The natural annual mortality rate for adult leopards in Kruger National Park in the 1970s (BAILEY 2005) averaged 18.5%, with twice as many adult males dying as adult females. The dominating reasons for death cases were starvation and violent causes, especially in males.

The annual mortality rate for subadult individuals averaged 32% with more subadult females dying than subadult males; for young cubs the annual mortality rate averaged 50%.

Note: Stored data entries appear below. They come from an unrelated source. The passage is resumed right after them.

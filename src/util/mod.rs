//! Utility modules for filesystem, paths, and logging.

pub mod fs;
pub mod logging;
pub mod path;
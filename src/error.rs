//! Error taxonomy shared by the credential store and the verifier.

use std::path::Path;

#[derive(Debug, thiserror::Error)]
pub enum Error {
    /// A required parameter (path, section target, options) is missing.
    #[error("{0}")]
    InvalidArgument(String),

    /// A referenced section does not exist.
    #[error("section '{0}' not found")]
    NotFound(String),

    #[error("{context}: {source}")]
    Io {
        context: String,
        #[source]
        source: std::io::Error,
    },

    /// Signing, transport, or response failure during verification.
    #[error("{0}")]
    Auth(String),
}

pub type Result<T> = std::result::Result<T, Error>;

impl Error {
    pub fn invalid(msg: impl Into<String>) -> Self {
        Error::InvalidArgument(msg.into())
    }

    pub fn io(action: &str, path: &Path, source: std::io::Error) -> Self {
        Error::Io {
            context: format!("{} {}", action, path.display()),
            source,
        }
    }
}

If I assume the natural mortality rate in Kruger NP as similar as in my study areas, the anthropogenic caused mortality rate (13.6%) would not be much lower than the natural mortality. This becomes more obvious in up-lighting the fact that only the anthropogenic caused mortality for males is regarded here. Usually females are not hunted since this is not allowed on the hunting licenses. However, it happens that females are killed because of reported mistaken identities with males. SPONG et al. (2000) found in Tanzania that from 77 hunted leopards 28% were females although all the examined skins were tagged as males. In addition to that would the hunting of subadult males also not be desirable and a sign overexploitation (e.g. ALLENDORF & HARD 2009). The high hunting pressure on males for trophies (e.g. in ungulates) can result in harvested populations with lower average ages of males and fewer old males than in unhunted populations (LANGVATN &LOISON 1999, LAURIAN et al. 2000, APOLLONIO et al. 2003).

The natural and anthropogenic caused mortality would therefore comprise 32.1% in total in here which is in fact high, especially in consideration of only 50% survivorship of young cubs.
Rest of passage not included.